I’ve got around 140GB if tunes organized in iTunes right, and I’ve got both positive (Highest Rated, Most Played) and negative (No Year, No Track #) playlists set up. The negative lists are mainly there to help me fix the tags on really old albums that I ripped back in the days when Audio Catalyst was the state of the art. I use the Disc # field in a different way than most people do, I suspect.
The obvious intended use of “Disc #” is for multi-disc albums. For that, I put “, Disc 1” at the end of the album title, so that each disc is considered it’s own album. Instead, I use Disc # to record to which CD-R media I burned that particular album.
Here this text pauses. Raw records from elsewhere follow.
//! Handshake session state machine.
//!
//! One session per accepted connection: generate a fresh keypair, send the
//! public key, receive a ciphertext, derive the shared secret.
//!
//! # Architecture: Action-Based State Machine
//!
//! This state machine follows the action pattern:
//! - Methods accept the KEM capability and environment as parameters
//! - Methods return actions ([`SessionAction::SendLine`]) or the derived
//!   secret; driver code performs the actual I/O
//! - Driver-detected failures (write error, read timeout) are reported
//!   back via [`HandshakeSession::abort`]
//!
//! # State Machine
//!
//! ```text
//! ┌───────┐ keypair ┌──────────────────┐ line out ┌───────────────┐
//! │ Start │────────>│ KeypairGenerated │─────────>│ PublicKeySent │
//! └───────┘         └──────────────────┘          └───────────────┘
//!                                                        │ CT line
//!                                                        ↓
//!                     ┌───────────────┐  decap  ┌────────────────────┐
//!                     │ SecretDerived │<────────│ CiphertextReceived │
//!                     └───────────────┘         └────────────────────┘
//!
//! Aborted is terminal and reachable from every non-terminal state.
//! ```
//!
//! The session never retries a step: one connection attempt yields exactly
//! one handshake attempt, and the server loop closes the connection
//! whichever terminal state is reached.

use kemline_proto::{line, ProtocolError};

use crate::env::Environment;
use crate::error::SessionError;
use crate::kem::{Kem, KeyPair, SharedSecret};

/// How much of a malformed peer line is kept for diagnostics.
const MALFORMED_PREVIEW_LEN: usize = 32;

/// Actions returned by the session state machine.
///
/// The driver (server loop or test harness) executes these actions.
#[derive(Debug, Clone, PartialEq, Eq)]
pub enum SessionAction {
    /// Write this line to the peer, followed by a newline terminator.
    SendLine(String),
}

/// Session state.
#[derive(Debug, Clone, Copy, PartialEq, Eq)]
pub enum SessionState {
    /// Session created, no KEM operation performed yet
    Start,
    /// Fresh keypair generated for this connection
    KeypairGenerated,
    /// Public-key line handed to the driver for sending
    PublicKeySent,
    /// Well-formed ciphertext received and decoded
    CiphertextReceived,
    /// Shared secret derived (terminal success)
    SecretDerived,
    /// Session aborted (terminal failure)
    Aborted,
}

/// Handshake session state machine for a single connection.
///
/// Holds the connection's keypair between sending the public key and
/// decapsulating the ciphertext. The secret key is dropped (and zeroized)
/// as soon as the secret is derived or the session aborts, on every path.
#[derive(Debug)]
pub struct HandshakeSession {
    state: SessionState,
    keypair: Option<KeyPair>,
}

impl Default for HandshakeSession {
    fn default() -> Self {
        Self::new()
    }
}

impl HandshakeSession {
    /// Creates a session in [`SessionState::Start`].
    pub fn new() -> Self {
        Self { state: SessionState::Start, keypair: None }
    }

    /// Current state.
    #[must_use]
    pub fn state(&self) -> SessionState {
        self.state
    }

    /// Begins the handshake: generates a fresh keypair and produces the
    /// `PK:<hex>` line for the driver to send.
    ///
    /// Transitions `Start → KeypairGenerated → PublicKeySent`. If the
    /// driver fails to write the line it must call [`Self::abort`].
    ///
    /// # Errors
    ///
    /// - [`SessionError::InvalidState`] if not in `Start`
    /// - [`SessionError::Keypair`] if keypair generation fails (session
    ///   aborts)
    pub fn start<K: Kem>(
        &mut self,
        kem: &K,
        env: &impl Environment,
    ) -> Result<Vec<SessionAction>, SessionError> {
        if self.state() != SessionState::Start {
            return Err(SessionError::InvalidState { state: self.state(), operation: "start" });
        }

        let keypair = match kem.keypair(env) {
            Ok(kp) => kp,
            Err(e) => {
                self.abort();
                return Err(SessionError::Keypair(e));
            },
        };
        self.state = SessionState::KeypairGenerated;

        let pk_line = line::public_key_line(&keypair.public);
        self.keypair = Some(keypair);
        self.state = SessionState::PublicKeySent;

        Ok(vec![SessionAction::SendLine(pk_line)])
    }

    /// Processes the peer's ciphertext line and derives the shared secret.
    ///
    /// Transitions `PublicKeySent → CiphertextReceived → SecretDerived` on
    /// success. Every failure aborts the session; there is no retry.
    ///
    /// # Errors
    ///
    /// - [`SessionError::InvalidState`] if not in `PublicKeySent`
    /// - [`SessionError::MalformedMessage`] without the `CT:` prefix
    /// - [`SessionError::MalformedCiphertext`] if the hex does not decode
    ///   to exactly `K::CT_LEN` bytes
    /// - [`SessionError::Decapsulation`] if the KEM rejects the ciphertext
    pub fn handle_line<K: Kem>(
        &mut self,
        kem: &K,
        peer_line: &str,
    ) -> Result<SharedSecret, SessionError> {
        if self.state() != SessionState::PublicKeySent {
            return Err(SessionError::InvalidState {
                state: self.state(),
                operation: "handle_line",
            });
        }

        let ciphertext = match line::parse_ciphertext_line(peer_line, K::CT_LEN) {
            Ok(ct) => ct,
            Err(ProtocolError::MissingPrefix { .. }) => {
                self.abort();
                return Err(SessionError::MalformedMessage { got: truncate(peer_line) });
            },
            Err(e) => {
                self.abort();
                return Err(SessionError::MalformedCiphertext(e));
            },
        };
        self.state = SessionState::CiphertextReceived;

        let Some(keypair) = self.keypair.take() else {
            // PublicKeySent without a keypair cannot happen via the public API
            self.abort();
            return Err(SessionError::InvalidState {
                state: SessionState::PublicKeySent,
                operation: "decapsulate without keypair",
            });
        };

        let secret = match kem.decapsulate(&ciphertext, &keypair.secret) {
            Ok(ss) => ss,
            Err(e) => {
                self.abort();
                return Err(SessionError::Decapsulation(e));
            },
        };
        // keypair (and its secret key) dropped and zeroized here
        drop(keypair);

        self.state = SessionState::SecretDerived;
        Ok(secret)
    }

    /// Aborts the session, dropping the keypair.
    ///
    /// Used by the driver for failures the state machine cannot observe
    /// itself: write failures and read timeouts. Idempotent; also reachable
    /// from every non-terminal state.
    pub fn abort(&mut self) {
        self.keypair = None;
        self.state = SessionState::Aborted;
    }
}

fn truncate(peer_line: &str) -> String {
    peer_line.chars().take(MALFORMED_PREVIEW_LEN).collect()
}
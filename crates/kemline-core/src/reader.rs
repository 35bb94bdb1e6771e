//! Framed line reader: newline-terminated lines with timeout and cap.
//!
//! Accumulates bytes from a stream until `\n`, stripping `\r`, bounded two
//! ways:
//!
//! - **Timeout**: no terminator within the deadline fails with
//!   [`ReadError::Timeout`]
//! - **Length cap**: a line that would exceed `max_len` bytes fails
//!   immediately with [`ReadError::OversizedLine`], so an attacker sending
//!   an unterminated stream is stopped by the cap, not only by the clock
//!
//! Awaiting the stream is the cooperative yield; between arriving bytes
//! the task is parked, never spinning.

use std::time::Duration;

use tokio::io::{AsyncRead, AsyncReadExt};

use crate::error::ReadError;

/// Reads one newline-terminated line from `stream`.
///
/// The returned line excludes the terminator and any carriage returns.
/// Bytes that are not valid UTF-8 are replaced; the protocol parser will
/// reject such lines as malformed anyway.
///
/// # Errors
///
/// - [`ReadError::Timeout`] if no terminator arrives within `timeout`
/// - [`ReadError::OversizedLine`] once the accumulated line would exceed
///   `max_len` bytes
/// - [`ReadError::Closed`] if the stream ends mid-line
/// - [`ReadError::Transport`] for underlying I/O failures
pub async fn read_line<R: AsyncRead + Unpin>(
    stream: &mut R,
    timeout: Duration,
    max_len: usize,
) -> Result<String, ReadError> {
    let started = tokio::time::Instant::now();

    let read = async {
        let mut line = Vec::new();
        let mut byte = [0u8; 1];
        loop {
            let n = stream
                .read(&mut byte)
                .await
                .map_err(|e| ReadError::Transport(e.to_string()))?;
            if n == 0 {
                return Err(ReadError::Closed);
            }
            match byte[0] {
                b'\n' => break,
                b'\r' => {},
                b => {
                    if line.len() >= max_len {
                        return Err(ReadError::OversizedLine { len: line.len() + 1, max: max_len });
                    }
                    line.push(b);
                },
            }
        }
        Ok(String::from_utf8_lossy(&line).into_owned())
    };

    match tokio::time::timeout(timeout, read).await {
        Ok(result) => result,
        Err(_) => Err(ReadError::Timeout { elapsed: started.elapsed() }),
    }
}

#[cfg(test)]
mod tests {
    use tokio::io::AsyncWriteExt;

    use super::*;

    const TIMEOUT: Duration = Duration::from_secs(10);

    #[tokio::test]
    async fn reads_line_and_strips_carriage_return() {
        let (mut tx, mut rx) = tokio::io::duplex(64);
        tx.write_all(b"CT:ab\r\n").await.unwrap();

        let line = read_line(&mut rx, TIMEOUT, 64).await.unwrap();
        assert_eq!(line, "CT:ab");
    }

    #[tokio::test]
    async fn terminator_is_excluded_and_stream_position_advances() {
        let (mut tx, mut rx) = tokio::io::duplex(64);
        tx.write_all(b"first\nsecond\n").await.unwrap();

        assert_eq!(read_line(&mut rx, TIMEOUT, 64).await.unwrap(), "first");
        assert_eq!(read_line(&mut rx, TIMEOUT, 64).await.unwrap(), "second");
    }

    #[tokio::test]
    async fn eof_mid_line_is_closed() {
        let (mut tx, mut rx) = tokio::io::duplex(64);
        tx.write_all(b"CT:ab").await.unwrap();
        drop(tx);

        let err = read_line(&mut rx, TIMEOUT, 64).await.unwrap_err();
        assert_eq!(err, ReadError::Closed);
    }

    #[tokio::test(start_paused = true)]
    async fn no_terminator_times_out() {
        let (mut tx, mut rx) = tokio::io::duplex(64);
        // Partial line, never terminated; the writer stays open
        tx.write_all(b"CT:ab").await.unwrap();

        let err = read_line(&mut rx, TIMEOUT, 64).await.unwrap_err();
        assert!(matches!(err, ReadError::Timeout { elapsed } if elapsed >= TIMEOUT));
    }

    #[tokio::test(start_paused = true)]
    async fn silent_peer_times_out() {
        let (_tx, mut rx) = tokio::io::duplex(64);

        let err = read_line(&mut rx, TIMEOUT, 64).await.unwrap_err();
        assert!(matches!(err, ReadError::Timeout { .. }));
    }

    #[tokio::test]
    async fn oversized_line_rejected_before_timeout() {
        let (mut tx, mut rx) = tokio::io::duplex(64);
        tx.write_all(&[b'a'; 32]).await.unwrap();

        let err = read_line(&mut rx, TIMEOUT, 8).await.unwrap_err();
        assert_eq!(err, ReadError::OversizedLine { len: 9, max: 8 });
    }

    #[tokio::test]
    async fn line_exactly_at_cap_is_accepted() {
        let (mut tx, mut rx) = tokio::io::duplex(64);
        tx.write_all(b"12345678\n").await.unwrap();

        let line = read_line(&mut rx, TIMEOUT, 8).await.unwrap();
        assert_eq!(line, "12345678");
    }
}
For me, the normal lifecycle of a CD purchase is to tag the album, rip the album, start listening to the album in the background, drag the album to one of my to-be-burned genre dumb playlists, and eventually burn that dumb playlist to MP3-CD when it gets reasonably full. The process of burning starts with making a note of the most recently used Disc #, incrementing by one, and setting that Disc # for each of the albums to be burned. I then burn the album using Toast, since iTunes unfortunately throws all of the tracks burned to an MP3-CD into the root of the disk, which my MP3-CD players don’t like so much.
Needless to say, I’ve got a smart playlist which contains all albums with no Disc # on file.